_WORK REQUIRED_
Go through the records and report each line in which the word "export" occurs.

+++ THE DATA +++

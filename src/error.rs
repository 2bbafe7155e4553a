//! Structured compile- and runtime-error taxonomy.
//!
//! Every error carries enough context (source name, line/column, a snippet)
//! to be rendered the way `Ast::from_str` renders parse failures: a one-line
//! summary, a `file:line:col` location, a caret-marked snippet, and where
//! possible a short actionable suggestion.

use std::fmt;

/// A 1-based line / 0-based column source position, as required by the
/// token and AST node invariants.
#[cfg_attr(feature = "bytecode-cache", derive(serde::Serialize, serde::Deserialize))]
#[derive(Debug, Clone, Copy, PartialEq, Eq, Default, Hash)]
pub struct Span {
    pub line: usize,
    pub column: usize,
}

impl Span {
    pub fn new(line: usize, column: usize) -> Self {
        Self { line, column }
    }
}

impl fmt::Display for Span {
    fn fmt(&self, f: &mut fmt::Formatter<'_>) -> fmt::Result {
        write!(f, "{}:{}", self.line, self.column)
    }
}

/// Renders a one-line caret snippet under the offending column, the way
/// `rustc`-style diagnostics and Askama's own parse errors do.
pub fn caret_snippet(source: &str, span: Span) -> String {
    let line = source.lines().nth(span.line.saturating_sub(1)).unwrap_or("");
    let caret_pos = span.column.min(line.chars().count());
    let caret = " ".repeat(caret_pos) + "^";
    format!("{line}\n{caret}")
}

fn located(
    name: Option<&str>,
    source: Option<&str>,
    span: Span,
    summary: &str,
    suggestion: Option<&str>,
) -> String {
    let loc = match name {
        Some(name) => format!("{name}:{span}"),
        None => format!("<string>:{span}"),
    };
    let mut out = format!("{summary}\n  --> {loc}");
    if let Some(source) = source {
        out.push('\n');
        out.push_str(&caret_snippet(source, span));
    }
    if let Some(suggestion) = suggestion {
        out.push_str("\n  = help: ");
        out.push_str(suggestion);
    }
    out
}

#[derive(Debug, Clone, thiserror::Error)]
#[error("{}", located(.template.as_deref(), .source_text.as_deref(), *.span, .message, .suggestion.as_deref()))]
pub struct LexError {
    pub message: String,
    pub span: Span,
    pub template: Option<String>,
    pub source_text: Option<String>,
    pub suggestion: Option<String>,
}

impl LexError {
    pub fn new(message: impl Into<String>, span: Span) -> Self {
        Self {
            message: message.into(),
            span,
            template: None,
            source_text: None,
            suggestion: None,
        }
    }

    pub fn with_suggestion(mut self, suggestion: impl Into<String>) -> Self {
        self.suggestion = Some(suggestion.into());
        self
    }

    pub fn with_context(mut self, template: Option<String>, source: Option<String>) -> Self {
        self.template = template;
        self.source_text = source;
        self
    }
}

#[derive(Debug, Clone, thiserror::Error)]
#[error("{}", located(.template.as_deref(), .source_text.as_deref(), *.span, .message, .suggestion.as_deref()))]
pub struct ParseError {
    pub message: String,
    pub span: Span,
    pub template: Option<String>,
    pub source_text: Option<String>,
    pub suggestion: Option<String>,
}

impl ParseError {
    pub fn new(message: impl Into<String>, span: Span) -> Self {
        Self {
            message: message.into(),
            span,
            template: None,
            source_text: None,
            suggestion: None,
        }
    }

    pub fn with_suggestion(mut self, suggestion: impl Into<String>) -> Self {
        self.suggestion = Some(suggestion.into());
        self
    }

    pub fn with_context(mut self, template: Option<String>, source: Option<String>) -> Self {
        self.template = template;
        self.source_text = source;
        self
    }
}

#[derive(Debug, Clone, thiserror::Error)]
#[error("undefined name {name:?} in template {template:?} at line {line}")]
pub struct UndefinedError {
    pub name: String,
    pub template: Option<String>,
    pub line: usize,
}

#[derive(Debug, Clone, thiserror::Error)]
#[error("{}", located(.template.as_deref(), None, *.span, .message, .suggestion.as_deref()))]
pub struct TemplateRuntimeError {
    pub message: String,
    pub span: Span,
    pub template: Option<String>,
    pub expr: Option<String>,
    pub suggestion: Option<String>,
}

impl TemplateRuntimeError {
    pub fn new(message: impl Into<String>, span: Span) -> Self {
        Self {
            message: message.into(),
            span,
            template: None,
            expr: None,
            suggestion: None,
        }
    }
}

#[derive(Debug, Clone, thiserror::Error)]
#[error("required value was none at {span} in template {template:?}")]
pub struct RequiredValueError {
    pub span: Span,
    pub template: Option<String>,
}

#[derive(Debug, Clone, thiserror::Error)]
#[error("cannot compare None at {span} in template {template:?}")]
pub struct NoneComparisonError {
    pub span: Span,
    pub template: Option<String>,
}

#[derive(Debug, Clone, thiserror::Error)]
#[error("template not found: {name:?}")]
pub struct TemplateNotFoundError {
    pub name: String,
}

#[derive(Debug, Clone, thiserror::Error)]
#[error("block {name:?} not found; available blocks: {available:?}")]
pub struct BlockNotFoundError {
    pub name: String,
    pub available: Vec<String>,
}

/// The umbrella error type returned from the public API. Each compile or
/// render operation bubbles up exactly one of these variants; none of them
/// are downgraded to a silent default unless the caller explicitly asked
/// for `default(...)` / `is defined` semantics or `ignore missing`.
#[derive(Debug, Clone, thiserror::Error)]
pub enum Error {
    #[error(transparent)]
    Lex(#[from] LexError),
    #[error(transparent)]
    Parse(#[from] ParseError),
    #[error(transparent)]
    Undefined(#[from] UndefinedError),
    #[error(transparent)]
    Runtime(#[from] TemplateRuntimeError),
    #[error(transparent)]
    RequiredValue(#[from] RequiredValueError),
    #[error(transparent)]
    NoneComparison(#[from] NoneComparisonError),
    #[error(transparent)]
    TemplateNotFound(#[from] TemplateNotFoundError),
    #[error(transparent)]
    BlockNotFound(#[from] BlockNotFoundError),
}

pub type Result<T, E = Error> = std::result::Result<T, E>;
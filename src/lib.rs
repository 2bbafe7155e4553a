//! AST-native template compiler and renderer with block-level change
//! detection for incremental rebuilds.
//!
//! A [`Template`] is compiled once from source text and rendered as many
//! times as needed against different contexts; [`Environment`] owns the
//! loader, filter/test/global registries, and the template/fragment
//! caches shared across renders. [`block_cache`]/[`change_detector`]/
//! [`rebuild`] implement the block-level incremental-rebuild pipeline a
//! static-site builder drives from outside this crate.

pub mod ast;
#[cfg(feature = "bytecode-cache")]
pub mod bytecode_cache;
pub mod environment;
pub mod error;
pub mod introspection;
pub mod lexer;
pub mod loader;
pub mod optimizer;
pub mod parser;
pub mod runtime;
pub mod template;

pub mod block_cache;
pub mod change_detector;
pub mod external_detector;
pub mod rebuild;

pub use environment::{Environment, EnvironmentBuilder};
pub use error::{Error, Result};
pub use loader::{DictLoader, FilesystemLoader, Loader};
pub use runtime::{FilterRegistry, Interpreter, TestRegistry, Value};
pub use template::{Template, TemplateMetadata};

pub use block_cache::BlockCache;
pub use change_detector::{BlockChangeDetector, BlockChangeSet};
pub use external_detector::{ChangeCache, ExternalTemplateDetector};
pub use introspection::{BlockIntrospection, CacheScope, Purity};
pub use rebuild::{PageDependencyIndex, RebuildDecision, RebuildDecisionEngine};

#[cfg(feature = "bytecode-cache")]
pub use bytecode_cache::BytecodeCache;
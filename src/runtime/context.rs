//! Name-resolution scope stack used while walking a template's optimized
//! AST. Layers, from outermost to innermost: environment globals, the
//! caller-supplied render context, then one frame per nested `{% for %}`,
//! `{% with %}`, `{% block %}`, or macro call.

use std::collections::HashMap;

use crate::runtime::value::Value;

/// A single lexical frame. `{% set %}` mutates the innermost frame;
/// `{% let %}` writes through to the template-wide frame at index 1
/// (just above globals), making the binding visible to sibling blocks.
#[derive(Default)]
struct Frame {
    vars: HashMap<String, Value>,
}

pub struct Scope<'a> {
    globals: &'a HashMap<String, Value>,
    frames: Vec<Frame>,
    /// Index of the frame `{% let %}` writes into (the template root frame).
    template_frame: usize,
    pub strict: bool,
}

impl<'a> Scope<'a> {
    pub fn new(globals: &'a HashMap<String, Value>, context: HashMap<String, Value>, strict: bool) -> Self {
        let root = Frame { vars: context };
        Scope {
            globals,
            frames: vec![root],
            template_frame: 0,
            strict,
        }
    }

    pub fn push(&mut self) {
        self.frames.push(Frame::default());
    }

    pub fn pop(&mut self) {
        self.frames.pop();
    }

    /// Resolves `name`, searching innermost-frame-first, falling back to
    /// globals. Returns `None` (caller decides strict-vs-lenient policy)
    /// rather than `Value::Undefined` directly, so callers can attach the
    /// name/line to `UndefinedError` in strict mode.
    pub fn get(&self, name: &str) -> Option<Value> {
        for frame in self.frames.iter().rev() {
            if let Some(v) = frame.vars.get(name) {
                return Some(v.clone());
            }
        }
        self.globals.get(name).cloned()
    }

    /// `{% set name = expr %}`: binds in the current (innermost) frame.
    pub fn set(&mut self, name: impl Into<String>, value: Value) {
        self.frames.last_mut().expect("scope always has a frame").vars.insert(name.into(), value);
    }

    /// `{% let name = expr %}`: binds in the template-wide frame so later
    /// sibling blocks (which push/pop their own frames on top) can see it.
    pub fn let_bind(&mut self, name: impl Into<String>, value: Value) {
        self.frames[self.template_frame].vars.insert(name.into(), value);
    }

    /// `{% export name %}`: re-surfaces a binding from the current frame
    /// into the parent frame, so it outlives the block that defined it.
    pub fn export(&mut self, name: &str) {
        let value = self.get_in_current(name);
        if let Some(value) = value {
            if self.frames.len() >= 2 {
                let parent = self.frames.len() - 2;
                self.frames[parent].vars.insert(name.to_string(), value);
            }
        }
    }

    fn get_in_current(&self, name: &str) -> Option<Value> {
        self.frames.last().and_then(|f| f.vars.get(name).cloned())
    }

    /// Flattens every visible binding (globals, then each frame outer to
    /// inner) into one map, for `{% include %}`/`{% embed %} with context`
    /// and `{% import %}` namespace capture.
    pub fn snapshot(&self) -> HashMap<String, Value> {
        let mut out = self.globals.clone();
        for frame in &self.frames {
            for (k, v) in &frame.vars {
                out.insert(k.clone(), v.clone());
            }
        }
        out
    }
}
//! End-to-end scenarios exercised through the public `Environment`/
//! `Template` API, one per concrete example in the behavioral spec.

use std::collections::{BTreeMap, HashMap};
use std::sync::Arc;

use kida::{CacheScope, DictLoader, Environment, Purity, Value};

fn env_with(sources: &[(&str, &str)]) -> Arc<Environment> {
    let mut map = HashMap::new();
    for (name, src) in sources {
        map.insert(name.to_string(), src.to_string());
    }
    Arc::new(Environment::builder().loader(Arc::new(DictLoader::new(map))).build())
}

#[test]
fn a_variable_with_filter() {
    let env = env_with(&[("t", "Hello, {{ name | upper }}!")]);
    let tmpl = env.get_template("t").unwrap();
    let mut ctx = HashMap::new();
    ctx.insert("name".to_string(), Value::str("world"));
    assert_eq!(tmpl.render(ctx).unwrap(), "Hello, WORLD!");
}

#[test]
fn b_inheritance_override() {
    let env = env_with(&[
        ("p", "<h1>{% block t %}default{% end %}</h1>"),
        ("c", "{% extends 'p' %}{% block t %}custom{% end %}"),
    ]);
    let tmpl = env.get_template("c").unwrap();
    assert_eq!(tmpl.render(HashMap::new()).unwrap(), "<h1>custom</h1>");
}

#[test]
fn c_constant_folding_and_dce() {
    let env = env_with(&[("t", "{% if 1 + 2 == 3 %}yes{% else %}no{% end %}")]);
    let tmpl = env.get_template("t").unwrap();
    assert_eq!(tmpl.render(HashMap::new()).unwrap(), "yes");
}

#[test]
fn d_hugo_style_with_is_nil_resilient() {
    let env = env_with(&[("t", "{% with page.author as a %}By {{ a.name }}{% end %}")]);
    let tmpl = env.get_template("t").unwrap();

    let mut absent = BTreeMap::new();
    absent.insert("author".to_string(), Value::None);
    let mut ctx = HashMap::new();
    ctx.insert("page".to_string(), Value::map(absent));
    assert_eq!(tmpl.render(ctx).unwrap(), "");

    let mut author = BTreeMap::new();
    author.insert("name".to_string(), Value::str("Ada"));
    let mut page = BTreeMap::new();
    page.insert("author".to_string(), Value::map(author));
    let mut ctx = HashMap::new();
    ctx.insert("page".to_string(), Value::map(page));
    assert_eq!(tmpl.render(ctx).unwrap(), "By Ada");
}

#[test]
fn e_site_scoped_block_classification() {
    let source = "{% block nav %}<nav>{{ site.title }}</nav>{% end %}{% block content %}{{ page.title }}{% end %}";
    let env = env_with(&[("t", source)]);
    let tmpl = env.get_template("t").unwrap();
    let cacheable = tmpl.get_cacheable_blocks();
    assert_eq!(cacheable.get("nav"), Some(&CacheScope::Site));
    assert_eq!(cacheable.get("content"), Some(&CacheScope::Page));

    let blocks = &tmpl.template_metadata().blocks;
    assert_eq!(blocks["nav"].is_pure, Purity::Pure);
    assert_eq!(blocks["content"].is_pure, Purity::Pure);
}

#[test]
fn f_mismatched_end_tag_is_a_parse_error() {
    let env = env_with(&[("t", "{% if x %}{% endfor %}")]);
    let err = env.get_template("t").unwrap_err();
    let message = err.to_string();
    assert!(message.contains("if"), "expected the error to name the open `if` block: {message}");
}

#[test]
fn strict_mode_undefined_name_raises() {
    let env = env_with(&[("t", "{{ x }}")]);
    let tmpl = env.get_template("t").unwrap();
    assert!(tmpl.render(HashMap::new()).is_err());
}

#[test]
fn strict_mode_default_filter_short_circuits() {
    let env = env_with(&[("t", "{{ x | default('d') }}")]);
    let tmpl = env.get_template("t").unwrap();
    assert_eq!(tmpl.render(HashMap::new()).unwrap(), "d");
}

#[test]
fn include_with_context_shares_caller_bindings() {
    let env = env_with(&[("partial", "{{ name }}"), ("page", "{% set name = 'Ada' %}Hi, {% include 'partial' %}")]);
    let tmpl = env.get_template("page").unwrap();
    assert_eq!(tmpl.render(HashMap::new()).unwrap(), "Hi, Ada");
}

+++

_ANSWER TO THIS PROBLEM_
    /// `{% export name %}`: re-surfaces a binding from the current frame
    pub fn export(&mut self, name: &str) {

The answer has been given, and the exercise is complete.